_Problem to solve_
Please state how many lines in the records that follow include "only", with no other output.

====== Records for this task

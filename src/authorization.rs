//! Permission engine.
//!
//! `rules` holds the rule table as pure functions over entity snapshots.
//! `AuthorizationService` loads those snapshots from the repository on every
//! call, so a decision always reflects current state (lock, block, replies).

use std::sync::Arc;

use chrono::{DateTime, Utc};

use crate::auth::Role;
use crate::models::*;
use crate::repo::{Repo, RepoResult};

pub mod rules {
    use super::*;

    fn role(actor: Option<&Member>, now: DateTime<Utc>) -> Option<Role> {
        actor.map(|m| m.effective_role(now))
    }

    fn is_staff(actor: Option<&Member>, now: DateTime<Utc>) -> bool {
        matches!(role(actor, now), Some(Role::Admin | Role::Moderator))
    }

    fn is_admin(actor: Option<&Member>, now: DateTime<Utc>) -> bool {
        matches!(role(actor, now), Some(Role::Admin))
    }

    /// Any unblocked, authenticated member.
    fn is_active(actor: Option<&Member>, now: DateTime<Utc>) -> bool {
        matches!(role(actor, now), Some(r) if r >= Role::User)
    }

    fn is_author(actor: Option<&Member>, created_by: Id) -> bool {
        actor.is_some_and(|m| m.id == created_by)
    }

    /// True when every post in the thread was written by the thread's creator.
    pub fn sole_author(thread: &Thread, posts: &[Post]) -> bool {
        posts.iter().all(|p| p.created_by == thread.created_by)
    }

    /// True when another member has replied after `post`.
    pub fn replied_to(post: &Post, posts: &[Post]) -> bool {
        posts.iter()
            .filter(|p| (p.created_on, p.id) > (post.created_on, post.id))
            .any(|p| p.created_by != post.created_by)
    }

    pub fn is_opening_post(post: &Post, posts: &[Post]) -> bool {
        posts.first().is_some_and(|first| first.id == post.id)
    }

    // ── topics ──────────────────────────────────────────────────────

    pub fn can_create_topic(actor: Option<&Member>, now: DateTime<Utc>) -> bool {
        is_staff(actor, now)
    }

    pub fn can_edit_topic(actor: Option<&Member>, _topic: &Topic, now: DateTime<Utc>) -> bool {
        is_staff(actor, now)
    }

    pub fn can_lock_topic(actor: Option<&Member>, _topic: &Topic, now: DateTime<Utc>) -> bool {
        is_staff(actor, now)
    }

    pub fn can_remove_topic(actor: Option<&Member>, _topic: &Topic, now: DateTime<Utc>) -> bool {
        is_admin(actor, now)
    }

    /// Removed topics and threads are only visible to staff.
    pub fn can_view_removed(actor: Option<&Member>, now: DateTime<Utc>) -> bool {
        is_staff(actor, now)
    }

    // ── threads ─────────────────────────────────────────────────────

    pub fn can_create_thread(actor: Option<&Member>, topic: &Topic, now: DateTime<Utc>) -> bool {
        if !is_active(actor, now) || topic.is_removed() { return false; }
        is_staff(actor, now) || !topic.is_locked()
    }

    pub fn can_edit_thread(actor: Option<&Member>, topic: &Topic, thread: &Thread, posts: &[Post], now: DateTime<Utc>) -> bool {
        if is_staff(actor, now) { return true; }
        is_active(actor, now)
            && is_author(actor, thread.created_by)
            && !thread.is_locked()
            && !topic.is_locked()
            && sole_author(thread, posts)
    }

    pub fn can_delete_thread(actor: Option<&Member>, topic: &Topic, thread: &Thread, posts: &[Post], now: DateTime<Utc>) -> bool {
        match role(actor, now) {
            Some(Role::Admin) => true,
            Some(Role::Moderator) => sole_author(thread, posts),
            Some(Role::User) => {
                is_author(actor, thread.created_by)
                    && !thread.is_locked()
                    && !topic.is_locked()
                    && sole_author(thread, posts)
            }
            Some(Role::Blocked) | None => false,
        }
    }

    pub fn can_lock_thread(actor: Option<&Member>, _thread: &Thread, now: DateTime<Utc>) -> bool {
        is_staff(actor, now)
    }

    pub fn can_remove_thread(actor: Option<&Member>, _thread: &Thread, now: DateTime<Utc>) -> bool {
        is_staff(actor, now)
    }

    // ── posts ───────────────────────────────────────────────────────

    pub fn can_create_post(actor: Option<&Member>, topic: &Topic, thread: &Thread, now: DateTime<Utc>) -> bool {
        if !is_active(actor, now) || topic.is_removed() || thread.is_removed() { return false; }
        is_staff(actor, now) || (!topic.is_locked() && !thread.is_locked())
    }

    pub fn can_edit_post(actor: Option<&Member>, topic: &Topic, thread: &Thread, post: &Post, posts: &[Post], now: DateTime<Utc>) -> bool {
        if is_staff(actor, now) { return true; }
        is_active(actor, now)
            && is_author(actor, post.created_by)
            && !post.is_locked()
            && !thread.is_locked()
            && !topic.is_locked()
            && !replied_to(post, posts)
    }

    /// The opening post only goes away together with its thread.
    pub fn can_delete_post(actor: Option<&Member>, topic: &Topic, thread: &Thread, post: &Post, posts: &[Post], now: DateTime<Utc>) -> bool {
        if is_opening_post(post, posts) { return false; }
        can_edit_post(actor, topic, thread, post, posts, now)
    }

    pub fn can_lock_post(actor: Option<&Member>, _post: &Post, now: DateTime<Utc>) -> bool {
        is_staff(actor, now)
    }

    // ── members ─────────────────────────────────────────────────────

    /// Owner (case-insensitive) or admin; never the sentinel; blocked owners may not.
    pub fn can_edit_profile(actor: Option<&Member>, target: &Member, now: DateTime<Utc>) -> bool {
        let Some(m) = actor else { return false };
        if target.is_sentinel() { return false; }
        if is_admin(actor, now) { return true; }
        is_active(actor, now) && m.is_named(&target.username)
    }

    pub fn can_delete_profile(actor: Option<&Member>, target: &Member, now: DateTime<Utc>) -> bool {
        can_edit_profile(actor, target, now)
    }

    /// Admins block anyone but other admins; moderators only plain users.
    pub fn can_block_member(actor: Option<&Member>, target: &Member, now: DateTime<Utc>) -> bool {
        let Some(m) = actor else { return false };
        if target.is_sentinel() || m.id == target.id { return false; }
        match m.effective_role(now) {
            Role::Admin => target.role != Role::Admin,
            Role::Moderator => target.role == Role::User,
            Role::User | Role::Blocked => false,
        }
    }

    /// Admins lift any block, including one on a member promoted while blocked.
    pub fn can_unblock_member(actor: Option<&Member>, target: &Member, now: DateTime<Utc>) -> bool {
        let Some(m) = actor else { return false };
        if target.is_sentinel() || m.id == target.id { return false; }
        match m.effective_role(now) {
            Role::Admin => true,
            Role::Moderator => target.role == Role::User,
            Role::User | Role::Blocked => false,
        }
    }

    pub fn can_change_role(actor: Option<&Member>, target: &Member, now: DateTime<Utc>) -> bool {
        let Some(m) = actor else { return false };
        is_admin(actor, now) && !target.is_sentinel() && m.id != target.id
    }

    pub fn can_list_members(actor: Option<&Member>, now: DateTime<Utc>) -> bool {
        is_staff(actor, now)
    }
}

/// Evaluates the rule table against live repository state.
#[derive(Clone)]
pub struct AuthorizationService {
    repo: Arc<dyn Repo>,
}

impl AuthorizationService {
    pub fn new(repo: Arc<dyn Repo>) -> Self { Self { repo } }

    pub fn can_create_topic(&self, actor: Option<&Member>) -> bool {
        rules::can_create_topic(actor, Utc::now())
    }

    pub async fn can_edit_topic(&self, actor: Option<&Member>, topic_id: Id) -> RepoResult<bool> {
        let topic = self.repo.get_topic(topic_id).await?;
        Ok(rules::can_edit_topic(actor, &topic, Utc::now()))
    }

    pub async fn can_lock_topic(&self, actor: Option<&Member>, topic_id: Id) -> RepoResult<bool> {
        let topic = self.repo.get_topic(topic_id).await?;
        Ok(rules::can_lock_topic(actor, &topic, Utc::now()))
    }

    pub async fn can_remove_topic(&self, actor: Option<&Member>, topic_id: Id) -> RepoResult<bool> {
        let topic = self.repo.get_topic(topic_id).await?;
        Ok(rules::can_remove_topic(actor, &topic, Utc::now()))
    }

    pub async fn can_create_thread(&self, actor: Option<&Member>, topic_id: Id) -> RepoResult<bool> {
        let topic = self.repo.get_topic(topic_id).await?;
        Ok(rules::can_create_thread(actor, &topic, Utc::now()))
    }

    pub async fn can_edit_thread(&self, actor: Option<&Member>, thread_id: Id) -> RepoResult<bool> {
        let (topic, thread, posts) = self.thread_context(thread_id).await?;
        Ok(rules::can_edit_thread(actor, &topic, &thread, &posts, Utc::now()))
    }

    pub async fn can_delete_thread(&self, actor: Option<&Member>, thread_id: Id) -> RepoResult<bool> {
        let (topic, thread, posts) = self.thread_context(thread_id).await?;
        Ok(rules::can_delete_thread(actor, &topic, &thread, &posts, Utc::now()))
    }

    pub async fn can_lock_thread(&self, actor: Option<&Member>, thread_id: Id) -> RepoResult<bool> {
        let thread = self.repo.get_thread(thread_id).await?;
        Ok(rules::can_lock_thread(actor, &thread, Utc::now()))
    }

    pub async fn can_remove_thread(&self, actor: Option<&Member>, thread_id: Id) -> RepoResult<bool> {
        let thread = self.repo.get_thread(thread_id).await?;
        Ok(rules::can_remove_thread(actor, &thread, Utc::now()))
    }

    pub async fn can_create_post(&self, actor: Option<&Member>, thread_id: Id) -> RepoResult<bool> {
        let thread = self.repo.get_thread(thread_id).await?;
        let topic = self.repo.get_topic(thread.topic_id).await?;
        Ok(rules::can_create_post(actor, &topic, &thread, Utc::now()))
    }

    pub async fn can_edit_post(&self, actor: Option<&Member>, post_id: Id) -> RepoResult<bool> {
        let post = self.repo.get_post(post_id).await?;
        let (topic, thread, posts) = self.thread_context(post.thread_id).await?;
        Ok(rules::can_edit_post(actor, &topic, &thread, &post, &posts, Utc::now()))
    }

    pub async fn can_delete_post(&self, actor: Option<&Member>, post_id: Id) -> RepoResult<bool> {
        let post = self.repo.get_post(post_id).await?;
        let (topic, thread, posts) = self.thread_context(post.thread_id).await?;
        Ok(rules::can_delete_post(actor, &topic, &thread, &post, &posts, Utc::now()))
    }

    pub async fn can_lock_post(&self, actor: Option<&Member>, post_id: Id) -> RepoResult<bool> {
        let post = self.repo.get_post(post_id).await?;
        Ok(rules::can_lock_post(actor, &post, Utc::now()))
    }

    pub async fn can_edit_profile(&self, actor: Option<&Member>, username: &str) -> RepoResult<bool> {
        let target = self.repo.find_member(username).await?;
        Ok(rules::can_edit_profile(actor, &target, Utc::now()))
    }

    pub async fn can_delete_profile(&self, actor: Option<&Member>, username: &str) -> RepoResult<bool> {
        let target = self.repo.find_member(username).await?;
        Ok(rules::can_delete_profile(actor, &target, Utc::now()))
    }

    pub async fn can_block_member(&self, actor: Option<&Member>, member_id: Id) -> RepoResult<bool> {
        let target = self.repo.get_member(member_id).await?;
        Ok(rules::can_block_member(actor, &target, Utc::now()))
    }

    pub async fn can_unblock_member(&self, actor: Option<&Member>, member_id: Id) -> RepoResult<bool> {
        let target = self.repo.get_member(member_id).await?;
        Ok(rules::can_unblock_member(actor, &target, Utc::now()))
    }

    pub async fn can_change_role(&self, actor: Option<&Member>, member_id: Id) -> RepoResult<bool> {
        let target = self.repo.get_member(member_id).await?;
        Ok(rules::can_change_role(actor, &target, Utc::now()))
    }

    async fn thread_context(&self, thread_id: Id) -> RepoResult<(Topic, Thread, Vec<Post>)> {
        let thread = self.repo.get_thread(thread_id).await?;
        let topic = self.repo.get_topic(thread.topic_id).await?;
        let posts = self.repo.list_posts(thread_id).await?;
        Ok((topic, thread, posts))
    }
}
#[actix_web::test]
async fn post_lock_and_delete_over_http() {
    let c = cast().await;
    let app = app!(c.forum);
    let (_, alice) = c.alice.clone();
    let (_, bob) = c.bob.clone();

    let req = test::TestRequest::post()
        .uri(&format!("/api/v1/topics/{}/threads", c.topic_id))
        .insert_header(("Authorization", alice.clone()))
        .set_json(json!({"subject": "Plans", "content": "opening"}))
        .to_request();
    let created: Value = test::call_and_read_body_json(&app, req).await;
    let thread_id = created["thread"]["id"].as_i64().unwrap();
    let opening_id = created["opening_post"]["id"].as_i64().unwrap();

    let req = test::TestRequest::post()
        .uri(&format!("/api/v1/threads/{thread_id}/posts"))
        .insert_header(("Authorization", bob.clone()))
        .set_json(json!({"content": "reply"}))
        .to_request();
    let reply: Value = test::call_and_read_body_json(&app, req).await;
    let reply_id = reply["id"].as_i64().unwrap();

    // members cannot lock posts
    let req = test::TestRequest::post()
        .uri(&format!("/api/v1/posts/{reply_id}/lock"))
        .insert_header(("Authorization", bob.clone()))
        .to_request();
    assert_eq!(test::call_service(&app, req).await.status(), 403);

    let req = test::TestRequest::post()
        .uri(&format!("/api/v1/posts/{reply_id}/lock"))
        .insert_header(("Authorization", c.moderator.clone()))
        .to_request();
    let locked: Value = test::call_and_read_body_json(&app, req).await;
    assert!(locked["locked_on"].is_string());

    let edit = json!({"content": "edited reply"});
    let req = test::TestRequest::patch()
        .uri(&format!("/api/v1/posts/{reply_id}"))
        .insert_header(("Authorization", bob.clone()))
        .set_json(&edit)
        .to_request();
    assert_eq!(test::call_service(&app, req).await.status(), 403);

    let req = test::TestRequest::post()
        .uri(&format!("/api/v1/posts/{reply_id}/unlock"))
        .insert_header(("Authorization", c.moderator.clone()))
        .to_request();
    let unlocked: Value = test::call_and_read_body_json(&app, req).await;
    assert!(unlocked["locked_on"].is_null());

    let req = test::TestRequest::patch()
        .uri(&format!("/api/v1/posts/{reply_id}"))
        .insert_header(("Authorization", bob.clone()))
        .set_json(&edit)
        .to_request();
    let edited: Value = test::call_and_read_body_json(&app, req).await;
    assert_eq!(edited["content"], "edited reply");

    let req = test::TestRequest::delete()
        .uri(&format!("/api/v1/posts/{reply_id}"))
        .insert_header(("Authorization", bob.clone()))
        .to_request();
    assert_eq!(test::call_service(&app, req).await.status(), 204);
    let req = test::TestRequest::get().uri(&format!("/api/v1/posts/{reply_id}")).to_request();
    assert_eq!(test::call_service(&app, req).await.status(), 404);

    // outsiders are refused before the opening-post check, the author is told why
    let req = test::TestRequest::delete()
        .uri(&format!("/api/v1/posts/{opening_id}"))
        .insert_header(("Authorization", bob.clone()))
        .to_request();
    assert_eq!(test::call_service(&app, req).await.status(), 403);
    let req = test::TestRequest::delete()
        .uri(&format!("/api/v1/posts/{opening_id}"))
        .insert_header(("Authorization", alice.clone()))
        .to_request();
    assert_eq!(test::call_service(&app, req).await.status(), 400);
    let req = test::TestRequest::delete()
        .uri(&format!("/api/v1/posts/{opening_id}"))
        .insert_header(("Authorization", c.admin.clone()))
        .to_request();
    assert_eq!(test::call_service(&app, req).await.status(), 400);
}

============

_Reply to the exercise_
3